1. Rebounding: In almost every press conference since official practices started, Altman has mentioned rebounding as a priority concern. In the game against Army, a team with a significant lack of size, the Ducks had no double-digit rebounders. One of Ennis’s strengths is his rebounding, however against Army he had no offensive rebounds. Tyler Dorsey led the Ducks in points scored and minutes played but contributed only one offensive rebound and one defensive rebound.
Last year when the Ducks beat Baylor in an upset, they were even with the Bears in the rebound category. It was a different story during Tuesday’s game, as Baylor thoroughly dominated the glass and had 11 more rebounds than the higher-ranked Ducks.
Significant was Chris Boucher‘s lack of defensive rebounds. Often playing the center position at 6’10, the Ducks are counting on Boucher to contribute a high amount of rebounds to prevent second-chance opportunities for their opponents.
2. Defense: Baylor was able to move to ball inside with ease against the Ducks. They shot 45% from the field and 50% from the 3-point line. Also, an early problem for this Oregon team is getting a big lead on an opponent and then letting them back into the game. Altman implied that it happened during the secret scrimmage with Oklahoma.

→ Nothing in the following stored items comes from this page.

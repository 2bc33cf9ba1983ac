use crate::config::ServerConfig;
use crate::error::{AppError, LocalizedError};
use crate::form::UploadForm;
use axum::{
    extract::{DefaultBodyLimit, Json, Multipart, State},
    http::{header, StatusCode},
    response::{IntoResponse, Response},
    routing::{get, post},
    Router,
};
use pdfweb::merge::DEFAULT_MERGED_NAME;
use pdfweb::package::{content_disposition, pdf_filename, PDF_MEDIA_TYPE};
use pdfweb::{
    merge_uploads, package, ComposeOptions, Composer, OfficeConverter, OfficeError, Package,
    UploadedImage, UploadedPdf,
};
use serde::{Deserialize, Serialize};
use std::sync::Arc;
use tower_http::cors::CorsLayer;
use tower_http::trace::TraceLayer;
use tracing::info;

/// Shared handler state
#[derive(Clone)]
pub struct AppState {
    pub composer: Arc<Composer>,
    pub office: Arc<OfficeConverter>,
}

impl AppState {
    pub fn from_config(config: &ServerConfig) -> Self {
        Self {
            composer: Arc::new(Composer::new(config.pipeline.clone())),
            office: Arc::new(OfficeConverter::new(config.soffice.clone())),
        }
    }
}

/// Summary of a merge, sent in the `X-Merge-Info` header
#[derive(Debug, Serialize, Deserialize)]
pub struct MergeInfo {
    pub files_merged: usize,
    pub pages: usize,
    pub skipped: usize,
}

/// Build the application router with default configuration
pub fn app() -> Router {
    app_with_config(&ServerConfig::default())
}

/// Build the application router with all routes configured
pub fn app_with_config(config: &ServerConfig) -> Router {
    Router::new()
        .route("/api/images-to-pdf", post(images_to_pdf))
        .route("/api/merge-pdf", post(merge_pdf))
        .route("/api/word-to-pdf", post(word_to_pdf))
        .route("/api/health", get(health_check))
        .route("/healthz", get(healthz))
        .with_state(AppState::from_config(config))
        .layer(DefaultBodyLimit::max(config.body_limit))
        .layer(CorsLayer::permissive())
        .layer(TraceLayer::new_for_http())
}

/// Convert uploaded images into one PDF, or a zip of single-page PDFs
pub async fn images_to_pdf(
    State(state): State<AppState>,
    multipart: Multipart,
) -> Result<Response, LocalizedError> {
    let mut form = UploadForm::read(multipart).await?;
    let lang = form.lang();

    let options = ComposeOptions {
        order: form.order(),
        per_file: form.flag("per_file"),
        layout: form.layout(state.composer.config()),
        compress: form.flag("compress"),
    };
    let outfile = form.outfile().to_string();
    let images: Vec<UploadedImage> = form
        .take_files("images")
        .into_iter()
        .map(|part| UploadedImage::new(part.filename, part.content_type, part.data))
        .collect();

    info!(
        images = images.len(),
        ?options,
        lang = lang.code(),
        "Converting images to PDF"
    );

    let composer = state.composer.clone();
    let download = tokio::task::spawn_blocking(move || {
        let composition = composer.compose(images, &options)?;
        package(composition, &outfile)
    })
    .await
    .map_err(|e| AppError::from(e).localized(lang))?
    .map_err(|e| AppError::from(e).localized(lang))?;

    Ok(attachment(download))
}

/// Merge uploaded PDFs, skipping files that cannot be read
pub async fn merge_pdf(multipart: Multipart) -> Result<Response, LocalizedError> {
    let mut form = UploadForm::read(multipart).await?;
    let lang = form.lang();
    let order = form.order();
    let filename = pdf_filename(form.outfile(), DEFAULT_MERGED_NAME);
    let files: Vec<UploadedPdf> = form
        .take_files("files")
        .into_iter()
        .map(|part| UploadedPdf::new(part.filename, part.content_type, part.data))
        .collect();

    info!(files = files.len(), ?order, "Merging PDFs");

    let outcome = tokio::task::spawn_blocking(move || merge_uploads(files, order))
        .await
        .map_err(|e| AppError::from(e).localized(lang))?
        .map_err(|e| AppError::from(e).localized(lang))?;

    let merge_info = MergeInfo {
        files_merged: outcome.files_merged,
        pages: outcome.pages,
        skipped: outcome.skipped.len(),
    };
    let merge_info = serde_json::to_string(&merge_info)
        .map_err(|e| AppError::Task(e.to_string()).localized(lang))?;

    Ok((
        StatusCode::OK,
        [
            (header::CONTENT_TYPE, PDF_MEDIA_TYPE.to_string()),
            (header::CONTENT_DISPOSITION, content_disposition(&filename)),
            (header::HeaderName::from_static("x-merge-info"), merge_info),
        ],
        outcome.data,
    )
        .into_response())
}

/// Convert an uploaded Word/ODT/RTF document to PDF with LibreOffice
pub async fn word_to_pdf(
    State(state): State<AppState>,
    multipart: Multipart,
) -> Result<Response, LocalizedError> {
    let mut form = UploadForm::read(multipart).await?;
    let lang = form.lang();
    let outfile = form.outfile().to_string();

    let Some(file) = form.take_files("file").into_iter().next() else {
        return Err(AppError::Office(OfficeError::UnsupportedFile {
            filename: String::new(),
        })
        .localized(lang));
    };
    if !OfficeConverter::is_supported(&file.filename) {
        return Err(AppError::Office(OfficeError::UnsupportedFile {
            filename: file.filename,
        })
        .localized(lang));
    }

    info!(filename = %file.filename, "Converting document to PDF");

    let office = state.office.clone();
    let converted =
        tokio::task::spawn_blocking(move || office.convert(&file.filename, &file.data))
            .await
            .map_err(|e| AppError::from(e).localized(lang))?
            .map_err(|e| AppError::from(e).localized(lang))?;

    let filename = pdf_filename(&outfile, &converted.default_filename());
    Ok(attachment(Package::pdf(filename, converted.data)))
}

/// Health check endpoint for monitoring and load balancing
pub async fn health_check() -> impl IntoResponse {
    Json(serde_json::json!({
        "status": "ok",
        "service": "pdfweb API",
        "version": env!("CARGO_PKG_VERSION"),
    }))
}

/// Plain liveness check
pub async fn healthz() -> &'static str {
    "ok"
}

fn attachment(download: Package) -> Response {
    (
        StatusCode::OK,
        [
            (header::CONTENT_TYPE, download.media_type.to_string()),
            (header::CONTENT_DISPOSITION, download.content_disposition()),
        ],
        download.data,
    )
        .into_response()
}

//! Decoding and normalization of uploaded images
//!
//! Every image leaving this module is upright and 8-bit RGB, whatever its
//! source format, orientation tag or color mode.

use image::{
    DynamicImage, ExtendedColorType, ImageDecoder, ImageFormat, ImageReader, ImageResult, RgbImage,
};
use std::io::Cursor;

pub mod color;
pub mod orientation;

pub use color::to_rgb;
pub use orientation::{apply_rotation, read_orientation, Rotation};

/// A decoded, upright, RGB image together with what was learned about its source
#[derive(Debug)]
pub struct NormalizedImage<'a> {
    /// Upright RGB pixels
    pub pixels: RgbImage,
    /// Correction that was applied, if any
    pub rotation: Option<Rotation>,
    /// Color layout of the encoded source
    pub source_color: ExtendedColorType,
    /// Container format of the source, when recognized
    pub format: Option<ImageFormat>,
    /// The bytes the image was decoded from
    pub original: &'a [u8],
}

impl<'a> NormalizedImage<'a> {
    /// Decode `data`, apply its orientation tag and convert it to RGB
    pub fn decode(data: &'a [u8]) -> ImageResult<Self> {
        let reader = ImageReader::new(Cursor::new(data)).with_guessed_format()?;
        let format = reader.format();

        let mut decoder = reader.into_decoder()?;
        let rotation = read_orientation(&mut decoder);
        let source_color = decoder.original_color_type();
        let image = DynamicImage::from_decoder(decoder)?;

        Ok(Self {
            pixels: to_rgb(apply_rotation(image, rotation)),
            rotation,
            source_color,
            format,
            original: data,
        })
    }

    pub fn width(&self) -> u32 {
        self.pixels.width()
    }

    pub fn height(&self) -> u32 {
        self.pixels.height()
    }

    /// Whether the source bytes can be embedded in a page without
    /// re-encoding: a three-channel JPEG that needed no rotation.
    pub fn embeddable_as_is(&self) -> bool {
        self.format == Some(ImageFormat::Jpeg)
            && self.source_color == ExtendedColorType::Rgb8
            && self.rotation.is_none()
    }
}
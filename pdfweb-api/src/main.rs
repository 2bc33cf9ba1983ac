use pdfweb_api::{app_with_config, ServerConfig};
use tracing::info;
use tracing_subscriber::{layer::SubscriberExt, util::SubscriberInitExt};

#[tokio::main]
async fn main() -> anyhow::Result<()> {
    // Initialize tracing
    tracing_subscriber::registry()
        .with(
            tracing_subscriber::EnvFilter::try_from_default_env()
                .unwrap_or_else(|_| "pdfweb_api=debug,pdfweb=info,tower_http=debug".into()),
        )
        .with(tracing_subscriber::fmt::layer())
        .init();

    let config = ServerConfig::from_env()?;
    let app = app_with_config(&config);

    let listener = tokio::net::TcpListener::bind(&config.bind).await?;

    info!(
        soffice = %config.soffice.display(),
        max_images = config.pipeline.max_images,
        "pdfweb API listening on http://{}",
        config.bind
    );

    axum::serve(listener, app).await?;
    Ok(())
}
//! Page layout for image pages
//!
//! Geometry is expressed in PDF points (1/72 inch) with the origin at the
//! lower-left corner of the page.

use crate::config::{A4_HEIGHT_MM, A4_WIDTH_MM, DEFAULT_MARGIN_MM};

/// Points per inch
pub const POINTS_PER_INCH: f64 = 72.0;

/// Millimetres per inch
pub const MM_PER_INCH: f64 = 25.4;

/// Convert millimetres to points
pub fn mm_to_pt(mm: f64) -> f64 {
    mm / MM_PER_INCH * POINTS_PER_INCH
}

/// How an image is placed on its page
#[derive(Debug, Clone, Copy, PartialEq, Default)]
pub enum LayoutSpec {
    /// Page size follows the image, no margin
    #[default]
    FullBleed,
    /// Fixed physical page size with a uniform margin; the image is scaled to
    /// fit inside the margin box and centered
    FixedPage {
        width_mm: f64,
        height_mm: f64,
        margin_mm: f64,
    },
}

impl LayoutSpec {
    /// A4 portrait with the default 8 mm margin
    pub fn a4_margins() -> Self {
        LayoutSpec::FixedPage {
            width_mm: A4_WIDTH_MM,
            height_mm: A4_HEIGHT_MM,
            margin_mm: DEFAULT_MARGIN_MM,
        }
    }

    pub fn is_full_bleed(&self) -> bool {
        matches!(self, LayoutSpec::FullBleed)
    }
}

/// Page size and image placement for a single page, in points
#[derive(Debug, Clone, Copy, PartialEq)]
pub struct PageGeometry {
    pub page_width: f64,
    pub page_height: f64,
    pub offset_x: f64,
    pub offset_y: f64,
    pub content_width: f64,
    pub content_height: f64,
}

impl PageGeometry {
    /// Compute the geometry of an image page.
    ///
    /// `width_px` and `height_px` must be positive; `dpi` only affects
    /// full-bleed pages.
    pub fn compute(width_px: u32, height_px: u32, layout: &LayoutSpec, dpi: f64) -> Self {
        debug_assert!(width_px > 0 && height_px > 0);

        match *layout {
            LayoutSpec::FullBleed => {
                let scale = POINTS_PER_INCH / dpi;
                let width = f64::from(width_px) * scale;
                let height = f64::from(height_px) * scale;
                Self {
                    page_width: width,
                    page_height: height,
                    offset_x: 0.0,
                    offset_y: 0.0,
                    content_width: width,
                    content_height: height,
                }
            }
            LayoutSpec::FixedPage {
                width_mm,
                height_mm,
                margin_mm,
            } => {
                let page_width = mm_to_pt(width_mm).max(0.0);
                let page_height = mm_to_pt(height_mm).max(0.0);
                let margin = mm_to_pt(margin_mm).clamp(0.0, page_width.min(page_height) / 2.0);
                let box_width = page_width - 2.0 * margin;
                let box_height = page_height - 2.0 * margin;

                let (content_width, content_height) = fit_inside(
                    f64::from(width_px),
                    f64::from(height_px),
                    box_width,
                    box_height,
                );

                Self {
                    page_width,
                    page_height,
                    offset_x: (page_width - content_width) / 2.0,
                    offset_y: (page_height - content_height) / 2.0,
                    content_width,
                    content_height,
                }
            }
        }
    }
}

/// Largest size with the image's aspect ratio that fits the box
fn fit_inside(width: f64, height: f64, box_width: f64, box_height: f64) -> (f64, f64) {
    if box_width <= 0.0 || box_height <= 0.0 {
        return (0.0, 0.0);
    }

    let image_aspect = width / height;
    let box_aspect = box_width / box_height;

    if image_aspect > box_aspect {
        (box_width, box_width / image_aspect)
    } else {
        (box_height * image_aspect, box_height)
    }
}

#[cfg(test)]
mod tests {
    use super::*;

    const EPSILON: f64 = 1e-9;

    #[test]
    fn test_mm_to_pt() {
        assert!((mm_to_pt(25.4) - 72.0).abs() < EPSILON);
        assert!((mm_to_pt(210.0) - 595.275_590_551).abs() < 1e-6);
    }

    #[test]
    fn test_full_bleed_matches_image() {
        let geometry = PageGeometry::compute(1000, 2000, &LayoutSpec::FullBleed, 72.0);
        assert_eq!(geometry.page_width, 1000.0);
        assert_eq!(geometry.page_height, 2000.0);
        assert_eq!(geometry.offset_x, 0.0);
        assert_eq!(geometry.offset_y, 0.0);
        assert_eq!(geometry.content_width, 1000.0);
        assert_eq!(geometry.content_height, 2000.0);
    }

    #[test]
    fn test_full_bleed_honours_dpi() {
        let geometry = PageGeometry::compute(300, 600, &LayoutSpec::FullBleed, 300.0);
        assert!((geometry.page_width - 72.0).abs() < EPSILON);
        assert!((geometry.page_height - 144.0).abs() < EPSILON);
    }

    #[test]
    fn test_wide_image_is_width_limited() {
        let geometry = PageGeometry::compute(4000, 1000, &LayoutSpec::a4_margins(), 72.0);
        let margin = mm_to_pt(8.0);
        let box_width = mm_to_pt(210.0) - 2.0 * margin;

        assert!((geometry.content_width - box_width).abs() < EPSILON);
        assert!((geometry.content_height - box_width / 4.0).abs() < EPSILON);
        assert!((geometry.offset_x - margin).abs() < EPSILON);
        assert!(geometry.offset_y > margin);
    }

    #[test]
    fn test_tall_image_is_height_limited() {
        let geometry = PageGeometry::compute(500, 5000, &LayoutSpec::a4_margins(), 72.0);
        let margin = mm_to_pt(8.0);
        let box_height = mm_to_pt(297.0) - 2.0 * margin;

        assert!((geometry.content_height - box_height).abs() < EPSILON);
        assert!((geometry.content_width - box_height / 10.0).abs() < EPSILON);
        assert!((geometry.offset_y - margin).abs() < EPSILON);
    }

    #[test]
    fn test_content_is_centered() {
        let geometry = PageGeometry::compute(800, 600, &LayoutSpec::a4_margins(), 72.0);
        let right = geometry.page_width - geometry.offset_x - geometry.content_width;
        let top = geometry.page_height - geometry.offset_y - geometry.content_height;
        assert!((right - geometry.offset_x).abs() < EPSILON);
        assert!((top - geometry.offset_y).abs() < EPSILON);
    }

    #[test]
    fn test_oversized_margin_never_goes_negative() {
        let layout = LayoutSpec::FixedPage {
            width_mm: 50.0,
            height_mm: 80.0,
            margin_mm: 40.0,
        };
        let geometry = PageGeometry::compute(100, 100, &layout, 72.0);
        assert_eq!(geometry.content_width, 0.0);
        assert_eq!(geometry.content_height, 0.0);
        assert!(geometry.offset_x >= 0.0);
        assert!(geometry.offset_y >= 0.0);
    }
}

In the exhibition game with Northwest Christian, the Ducks went into half time holding the Beacons to 16 points; in the second half they allowed them to score 35. In the season opener, Army went from shooting 29% in the first half to 50% in the second.
3. Scoring: Of the many facets of the game that Oregon could struggle in, the most surprising is scoring. Even without Brooks, the Ducks returned a lot of the production from last season. With the new players added to the team, it was expected that scoring would not be an issue. It has been.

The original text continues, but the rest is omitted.